YOUR ASSIGNMENT →
Find the word "ratings" below. Copy each line that has it.

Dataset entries
▶
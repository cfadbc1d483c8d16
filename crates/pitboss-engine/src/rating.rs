//! Elo rating updates.

use pitboss_types::RatingRecord;
use pitboss_types::constants::ELO_SCALE;

/// Stored ratings after one decided match.
#[derive(Debug, Clone, Copy, PartialEq, Eq)]
pub struct EloOutcome {
    pub new_winner: i32,
    pub new_loser: i32,
    /// `new_winner - winner_before`.
    pub delta_winner: i32,
    /// `new_loser - loser_before`.
    pub delta_loser: i32,
}

/// Probability that a player rated `ra` beats one rated `rb`.
#[must_use]
pub fn expected_score(ra: i32, rb: i32) -> f64 {
    1.0 / (1.0 + 10f64.powf(f64::from(rb - ra) / ELO_SCALE))
}

/// Apply one win for `winner` over `loser` with factor `k`.
///
/// Each side is rounded on its own; the deltas are taken from the rounded
/// ratings so they always match what gets stored.
#[must_use]
#[allow(clippy::cast_possible_truncation)]
pub fn update_elo(winner: i32, loser: i32, k: u32) -> EloOutcome {
    let raw = f64::from(k) * (1.0 - expected_score(winner, loser));
    let new_winner = (f64::from(winner) + raw).round() as i32;
    let new_loser = (f64::from(loser) - raw).round() as i32;
    EloOutcome {
        new_winner,
        new_loser,
        delta_winner: new_winner - winner,
        delta_loser: new_loser - loser,
    }
}

/// Rate a decided match, bumping wins and losses.
#[must_use]
pub fn rate_match(winner: &RatingRecord, loser: &RatingRecord, k: u32) -> (RatingRecord, RatingRecord, EloOutcome) {
    let outcome = update_elo(winner.rating, loser.rating, k);
    let w = RatingRecord {
        rating: outcome.new_winner,
        wins: winner.wins + 1,
        ..*winner
    };
    let l = RatingRecord {
        rating: outcome.new_loser,
        losses: loser.losses + 1,
        ..*loser
    };
    (w, l, outcome)
}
◀
ANSWER TO THIS EXERCISE →
/// Stored ratings after one decided match.
/// ratings so they always match what gets stored.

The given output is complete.